Given data –
_ _ _ _ _

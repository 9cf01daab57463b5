//! Port definitions (interfaces for external adapters)
//!
//! Ports define the contracts that infrastructure adapters must implement.
//! Where a sensible default exists, it ships next to the port
//! ([`NoProgress`](progress::NoProgress), [`NoCache`](result_cache::NoCache),
//! [`InMemoryAuditLog`](audit_log::InMemoryAuditLog), ...).

pub mod approval_reviewer;
pub mod audit_log;
pub mod metrics;
pub mod progress;
pub mod provider;
pub mod result_cache;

_ _ _ _ _

Problem to work on – The answer should be the first line of the material and every line after it through the line containing "pub mod approval_reviewer;", exactly as written, and nothing else.

Answer section –
repository 9cf01daab57463b5
//! Port definitions (interfaces for external adapters)
//!
//! Ports define the contracts that infrastructure adapters must implement.
//! Where a sensible default exists, it ships next to the port
//! ([`NoProgress`](progress::NoProgress), [`NoCache`](result_cache::NoCache),
//! [`InMemoryAuditLog`](audit_log::InMemoryAuditLog), ...).

pub mod approval_reviewer;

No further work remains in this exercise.